Bill’s laughter had gone silent, in that stage of breathless huffs and wheezes; he was doubled in on himself, lying on his side, tears sitting in the corners of his eyes as he struggled for air. With a gasp, he pushed himself up off the floor and stumbled over to Dipper’s bed, both arms still clutching his aching stomach, and collapsed next to him. He wrapped his arms around Dipper’s and set his head against his shoulder as another laughing fit hit him. Dipper glared at the blonde. “What did I do?” 

Mabel took a few gulping breaths in to calm herself. _“You were totally ignoring me, Dip!”_ Dipper’s eyebrows furrowed, mouth open to object. _“And don’t try to tell me you weren’t, I started asking you a bunch of random questions and you agreed to everything! I even asked you if I could have my grappling hook back, and you said_ yes _!”_ Dipper huffed, feeling Bill’s chest rise with a sharp intake of breath. Dipper must have really been out of it; she was _never_ getting that gun back. _Ever_.

Bill threw his arm over Dipper’s shoulders and moved his head up next to the phone, gulping down a few greedy breaths before he spoke into it, his ear almost resting against Dipper’s hand where it held the phone. “That was _priceless,_ Shooting Star! _Oh!_ you should have seen his face! He threw his phone across the room and _everything_!” Bill collapsed back onto Dipper’s bed in another hysterical fit before he came back up to hear Mabel’s response. 

The female twin never heard from Dipper’s roommate much, but they got along well - super well, actually. Their personalities were almost identical, they were a great pair. She was shocked when Dipper had told her the blonde actually _avoided_ him when he was on the phone with her. _“You should’ve got it on video!”_ she pouted.

Bill leaned over against Dipper, the arm that wasn’t curled around the other’s shoulders gesturing out to something in front of him as he spoke. “I wish I would’ve! People would _pay_ to see that face, Star!” Dipper couldn't hold back his chuckle, his roommate’s grin still wide across his face. He was always happy like this when he talked to Mabel; it didn’t make sense to him why he would ignore her. “And we could charge extra for that girly scream!”

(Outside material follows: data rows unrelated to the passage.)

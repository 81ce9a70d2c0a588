//! Shared pools for schedule and annealer tests.

use crate::task::{Task, TaskId, TaskPool};
use std::sync::Arc;

/// Five tasks with hand-checkable geometry.
///
/// | id | position | value | duration |
/// |----|----------|-------|----------|
/// | 0  | (1, 0)   | 10    | 1        |
/// | 1  | (4, 4)   | 20    | 2        |
/// | 2  | (2, 0)   | 5     | 1        |
/// | 3  | (10, 0)  | 30    | 3        |
/// | 4  | (50, 50) | 100   | 5        |
///
/// Task 0 is the anchor.
pub(crate) fn five_task_pool() -> Arc<TaskPool> {
    Arc::new(
        TaskPool::new(vec![
            Task::new(1.0, 0.0, 10.0, 1.0),
            Task::new(4.0, 4.0, 20.0, 2.0),
            Task::new(2.0, 0.0, 5.0, 1.0),
            Task::new(10.0, 0.0, 30.0, 3.0),
            Task::new(50.0, 50.0, 100.0, 5.0),
        ])
        .unwrap(),
    )
}

/// A pool holding only its anchor.
pub(crate) fn anchor_only_pool() -> Arc<TaskPool> {
    Arc::new(TaskPool::new(vec![Task::new(3.0, 4.0, 7.0, 2.0)]).unwrap())
}

pub(crate) fn ids(raw: &[usize]) -> Vec<TaskId> {
    raw.iter().copied().map(TaskId).collect()
}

Dipper scoffed. “No one would pay to hear Mabel screaming.”

His roommate shook his head, pushing himself off of Dipper to turn towards him. “Not _hers_ , Pinetree. Yours!” Dipper laughed and shoved Bill’s face away, the other swatting at his hands as he fell over onto Dipper’s pillow. 

“Asshole”

_“He speaks the truth!”_ Mabel interjected. He could see her throwing her arms through the air at the other end of the call. Metaphorically, of course, but twin telepathy is an interesting concept. _“You have more feminine qualities than I do!”_ That was a lie, but her point still stood. Dipper was a very _feminine_ male. High voice that never seemed to come down enough during puberty, a thin, relatively muscle-less body, large hazel doe-like eyes, and hips that should have belonged to his sister.

“Mabel!” he exclaimed, pushing Bill’s head away from the phone again. 

He heard her laugh at the other end of the line. _“You know it’s true, Bro-Bro!”_ Dipper’s cheeks flushed as he switched the phone to his other hand, struggling to keep Bill from listening with the other. _“You’re like a little fairy princess, sprinkling your magical fairy dust over aaaaall the children of the world.”_

Dipper groaned, flopping back onto his bed. Bill followed. “Mabel, that can be taken in multiple ways.” Bill finally managed to wrestle Dipper’s hand down, pinning it under him as he leaned over top of Dipper’s chest to hear Mabel through the phone.

She made a noise of disgust, and Dipper faintly heard the sound of her feet padding around her dorm room. _“Ew, Dipper! get your head out of the gutter!”_ Bill snorted a laugh.

“Yeah, Pinetree, what’re you doing thinking things like that?” Dipper rolled his eyes, hoping Bill was in an odd enough angle that he couldn’t see the smile gracing his lips. He grunted as he pulled his wrist out from underneath of Bill’s thighs that were holding it down, flexing his fingers before he rested his hand on Bill’s back. The blonde held himself up by his elbows, craning is neck around to get his ear next to the phone.

The male twin shook his head before he spoke, even though Mabel couldn’t see it. “I’m simply suggesting that those words in that sentence when heard out of context could be weird.” Bill chuckled, adjusting his weight over to one arm so he could turn to look back at him, his other arm setting lightly against Dipper’s ribs to keep him balanced. The light touch made Dipper squirm, but he didn’t seem to notice.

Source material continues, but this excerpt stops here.